Risk factors associated with persistent chronic opioid use following THA

Eur J Orthop Surg Traumatol. 2020 May;30(4):681-688. doi: 10.1007/s00590-019-02618-w. Epub 2020 Jan 2.

Abstract

Introduction: An understanding of patient characteristics associated with persistent chronic opioid use after total joint arthroplasty (TJA) will allow surgeons to better manage these patients. Our study aims to identify risk factors among preoperative chronic opioid users who continue to chronically use narcotics after total hip arthroplasty (THA).

Methods: A retrospective analysis was performed on 256 THA recipients using the state's mandated opioid monitoring program to identify preoperative chronic opioid users. Chronic users were stratified into two cohorts based on their use 6 months after surgery: (1) persistent chronic and (2) previous chronic users. Patient demographics and relevant histories were abstracted and comparatively assessed between the cohorts. In addition, an analysis was performed to calculate which preoperative opioid dose was most predictive of chronic use.

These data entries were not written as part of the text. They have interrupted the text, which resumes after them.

use chrono::{DateTime, Utc};
use serde::{Deserialize, Serialize};

use crate::status::{Actor, OrderStatus};

// Order is the central document of the service. Customer and restaurant
// details are snapshots taken at order time, not live references, so the
// record stays accurate even if the referenced entities change later.
#[derive(Debug, Clone, Serialize, Deserialize)]
#[serde(rename_all = "camelCase")]
pub struct Order {
    #[serde(rename = "_id")]
    pub id: String,
    pub order_number: String,
    pub customer: CustomerSnapshot,
    pub restaurant: RestaurantSnapshot,
    pub items: Vec<OrderItem>,
    pub pricing: Pricing,
    pub delivery_info: DeliveryInfo,
    pub status: StatusBlock,
    #[serde(default)]
    pub assignment: Assignment,
    pub payment: Payment,
    pub earnings: Option<EarningsBreakdown>,
    pub feedback: Option<Feedback>,
    #[serde(default)]
    pub tracking: Tracking,
    pub cancellation: Option<Cancellation>,
    #[serde(default)]
    pub special_requests: Vec<SpecialRequest>,
    // Monotonic counter, checked and incremented on every persist.
    pub version: i64,
    pub created_at: DateTime<Utc>,
    pub updated_at: DateTime<Utc>,
}

#[derive(Debug, Clone, Serialize, Deserialize)]
#[serde(rename_all = "camelCase")]
pub struct CustomerSnapshot {
    pub user_id: Option<String>,
    pub name: String,
    pub phone: String,
    pub email: Option<String>,
    pub address: Address,
}

#[derive(Debug, Clone, Serialize, Deserialize)]
#[serde(rename_all = "camelCase")]
pub struct RestaurantSnapshot {
    pub merchant_id: Option<String>,
    pub name: String,
    pub phone: String,
    pub address: Address,
}

#[derive(Debug, Clone, Serialize, Deserialize)]
#[serde(rename_all = "camelCase")]
pub struct Address {
    pub street: String,
    pub landmark: Option<String>,
    pub city: String,
    pub state: String,
    pub zip_code: String,
    pub coordinates: Option<GeoPoint>,
}

#[derive(Debug, Clone, Copy, PartialEq, Serialize, Deserialize)]
pub struct GeoPoint {
    pub latitude: f64,
    pub longitude: f64,
}

// Denormalized copy of the purchased product, not a live join.
#[derive(Debug, Clone, Serialize, Deserialize)]
#[serde(rename_all = "camelCase")]
pub struct OrderItem {
    pub product_id: Option<String>,
    pub name: String,
    pub quantity: u32,
    pub price: f64,
    pub discounted_price: Option<f64>,
    pub image: Option<String>,
    pub category: Option<String>,
    pub special_instructions: Option<String>,
}

// total_amount is the settled amount decided by the order creator. The
// service never recomputes it from the line items.
#[derive(Debug, Clone, Serialize, Deserialize)]
#[serde(rename_all = "camelCase")]
pub struct Pricing {
    pub items_total: f64,
    #[serde(default)]
    pub discount: f64,
    pub delivery_fee: f64,
    #[serde(default)]
    pub platform_fee: f64,
    #[serde(default)]
    pub tip: f64,
    #[serde(default)]
    pub taxes: f64,
    pub total_amount: f64,
    pub coupon_code: Option<String>,
    #[serde(default)]
    pub coupon_discount: f64,
}

#[derive(Debug, Clone, Serialize, Deserialize)]
#[serde(rename_all = "camelCase")]
pub struct DeliveryInfo {
    // Estimated delivery time in minutes.
    pub estimated_time: i64,
    // Distance in kilometers.
    pub distance: f64,
    pub delivery_instructions: Option<String>,
    #[serde(default)]
    pub priority: Priority,
    pub delivery_slot: Option<DeliverySlot>,
}

#[derive(Debug, Clone, Copy, PartialEq, Eq, Default, Serialize, Deserialize)]
#[serde(rename_all = "snake_case")]
pub enum Priority {
    #[default]
    Normal,
    High,
    Urgent,
}

#[derive(Debug, Clone, Serialize, Deserialize)]
#[serde(rename_all = "camelCase")]
pub struct DeliverySlot {
    pub start_time: DateTime<Utc>,
    pub end_time: DateTime<Utc>,
}

#[derive(Debug, Clone, Serialize, Deserialize)]
#[serde(rename_all = "camelCase")]
pub struct StatusBlock {
    pub current: OrderStatus,
    // Append-only. Entries are never edited or removed; the last entry
    // always matches `current` once a transition has occurred.
    #[serde(default)]
    pub timeline: Vec<TimelineEntry>,
}

#[derive(Debug, Clone, Serialize, Deserialize)]
#[serde(rename_all = "camelCase")]
pub struct TimelineEntry {
    pub status: OrderStatus,
    pub timestamp: DateTime<Utc>,
    pub location: Option<GeoPoint>,
    pub notes: Option<String>,
    pub updated_by: Actor,
}

#[derive(Debug, Clone, Default, Serialize, Deserialize)]
#[serde(rename_all = "camelCase")]
pub struct Assignment {
    pub delivery_agent: Option<String>,
    pub assigned_at: Option<DateTime<Utc>>,
    pub accepted_at: Option<DateTime<Utc>>,
    // Every agent who declined this order, kept forever for audit and so
    // the same agent is not offered the order again.
    #[serde(default)]
    pub rejected_by: Vec<Rejection>,
    pub picked_up_at: Option<DateTime<Utc>>,
    pub delivered_at: Option<DateTime<Utc>>,
    pub estimated_delivery_time: Option<DateTime<Utc>>,
    pub actual_delivery_time: Option<DateTime<Utc>>,
}

#[derive(Debug, Clone, Serialize, Deserialize)]
#[serde(rename_all = "camelCase")]
pub struct Rejection {
    pub agent_id: String,
    pub rejected_at: DateTime<Utc>,
    pub reason: String,
}

#[derive(Debug, Clone, Serialize, Deserialize)]
#[serde(rename_all = "camelCase")]
pub struct Payment {
    pub method: PaymentMethod,
    #[serde(default)]
    pub status: PaymentStatus,
    pub transaction_id: Option<String>,
    pub paid_at: Option<DateTime<Utc>>,
}

#[derive(Debug, Clone, Copy, PartialEq, Eq, Serialize, Deserialize)]
#[serde(rename_all = "snake_case")]
pub enum PaymentMethod {
    Cash,
    Card,
    Wallet,
    Upi,
}

#[derive(Debug, Clone, Copy, PartialEq, Eq, Default, Serialize, Deserialize)]
#[serde(rename_all = "snake_case")]
pub enum PaymentStatus {
    #[default]
    Pending,
    Paid,
    Failed,
    Refunded,
}

impl PaymentStatus {
    pub fn as_str(&self) -> &'static str {
        match self {
            PaymentStatus::Pending => "pending",
            PaymentStatus::Paid => "paid",
            PaymentStatus::Failed => "failed",
            PaymentStatus::Refunded => "refunded",
        }
    }
}

// Derived payout breakdown for the assigned agent. Recomputed on demand;
// the peak-hour time bonus is folded into priority_bonus.
#[derive(Debug, Clone, PartialEq, Serialize, Deserialize)]
#[serde(rename_all = "camelCase")]
pub struct EarningsBreakdown {
    pub delivery_fee: f64,
    pub tip: f64,
    pub distance_bonus: f64,
    pub priority_bonus: f64,
    pub total: f64,
}

#[derive(Debug, Clone, Default, Serialize, Deserialize)]
#[serde(rename_all = "camelCase")]
pub struct Tracking {
    pub agent_location: Option<AgentLocation>,
    pub estimated_arrival: Option<DateTime<Utc>>,
    // 4-digit code generated exactly once, on the transition to picked_up.
    #[serde(rename = "deliveryOTP")]
    pub delivery_otp: Option<String>,
}

#[derive(Debug, Clone, Serialize, Deserialize)]
#[serde(rename_all = "camelCase")]
pub struct AgentLocation {
    pub latitude: f64,
    pub longitude: f64,
    pub last_updated: DateTime<Utc>,
}

#[derive(Debug, Clone, Serialize, Deserialize)]
#[serde(rename_all = "camelCase")]
pub struct Cancellation {
    pub reason: String,
    pub cancelled_by: Actor,
    pub cancelled_at: DateTime<Utc>,
    #[serde(default)]
    pub refund_amount: f64,
    #[serde(default)]
    pub refund_status: RefundStatus,
}

#[derive(Debug, Clone, Copy, PartialEq, Eq, Default, Serialize, Deserialize)]
#[serde(rename_all = "snake_case")]
pub enum RefundStatus {
    #[default]
    Pending,
    Processed,
    Failed,
}

#[derive(Debug, Clone, Serialize, Deserialize)]
#[serde(rename_all = "camelCase")]
pub struct SpecialRequest {
    // e.g. "contactless", "leave_at_door"
    #[serde(rename = "type")]
    pub kind: String,
    pub description: Option<String>,
    #[serde(default = "default_true")]
    pub is_active: bool,
}

fn default_true() -> bool {
    true
}

#[derive(Debug, Clone, Serialize, Deserialize)]
#[serde(rename_all = "camelCase")]
pub struct Feedback {
    pub delivery_rating: Option<u8>,
    pub delivery_comment: Option<String>,
    pub food_rating: Option<u8>,
    pub food_comment: Option<String>,
    pub submitted_at: Option<DateTime<Utc>>,
}

// DeliveryAgent is owned by the agent-management service; this service only
// reads it and increments its aggregate stats when an order is delivered.
#[derive(Debug, Clone, Serialize, Deserialize)]
#[serde(rename_all = "camelCase")]
pub struct DeliveryAgent {
    #[serde(rename = "_id")]
    pub id: String,
    pub name: String,
    pub phone: String,
    pub status: AgentStatus,
}

#[derive(Debug, Clone, Serialize, Deserialize)]
#[serde(rename_all = "camelCase")]
pub struct AgentStatus {
    pub is_active: bool,
    pub is_online: bool,
    pub current_location: Option<AgentLocation>,
    pub rating: f64,
    pub total_deliveries: i64,
    pub completed_deliveries: i64,
    #[serde(default)]
    pub earnings: AgentEarnings,
}

#[derive(Debug, Clone, Default, Serialize, Deserialize)]
#[serde(rename_all = "camelCase")]
pub struct AgentEarnings {
    pub total: f64,
    pub this_month: f64,
    pub last_payout: Option<DateTime<Utc>>,
}

// Read-only view returned to delivery-agent clients. Assembled on demand,
// never persisted.
#[derive(Debug, Clone, Serialize)]
#[serde(rename_all = "camelCase")]
pub struct DeliverySummary {
    pub order_number: String,
    pub customer: ContactSummary,
    pub restaurant: ContactSummary,
    pub items: Vec<OrderItem>,
    pub total_amount: f64,
    pub delivery_info: DeliveryInfo,
    pub earnings: EarningsBreakdown,
    pub status: OrderStatus,
    pub special_requests: Vec<SpecialRequest>,
    #[serde(rename = "deliveryOTP")]
    pub delivery_otp: Option<String>,
}

#[derive(Debug, Clone, Serialize)]
#[serde(rename_all = "camelCase")]
pub struct ContactSummary {
    pub name: String,
    pub phone: String,
    pub address: Address,
}

// Payload accepted from the order-creation collaborator. Pricing is taken
// as-is; validating it is the creator's responsibility.
#[derive(Debug, Clone, Deserialize)]
#[serde(rename_all = "camelCase")]
pub struct NewOrder {
    pub customer: CustomerSnapshot,
    pub restaurant: RestaurantSnapshot,
    pub items: Vec<OrderItem>,
    pub pricing: Pricing,
    pub delivery_info: DeliveryInfo,
    pub payment: Payment,
    #[serde(default)]
    pub special_requests: Vec<SpecialRequest>,
}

Results: Within the study population, 54 patients were identified as preoperative chronic opioid users. Of them, 13 (24.1%) were identified as persistent chronic users 6 months following surgery. Specific characteristics associated with a higher likelihood of persistent chronic opioid use included: male gender, ASA score > 2, and Medicare as a payer type. A 33 mg/day morphine-equivalent dose consumption prior to surgery was most predictive for persistent chronic opioid use.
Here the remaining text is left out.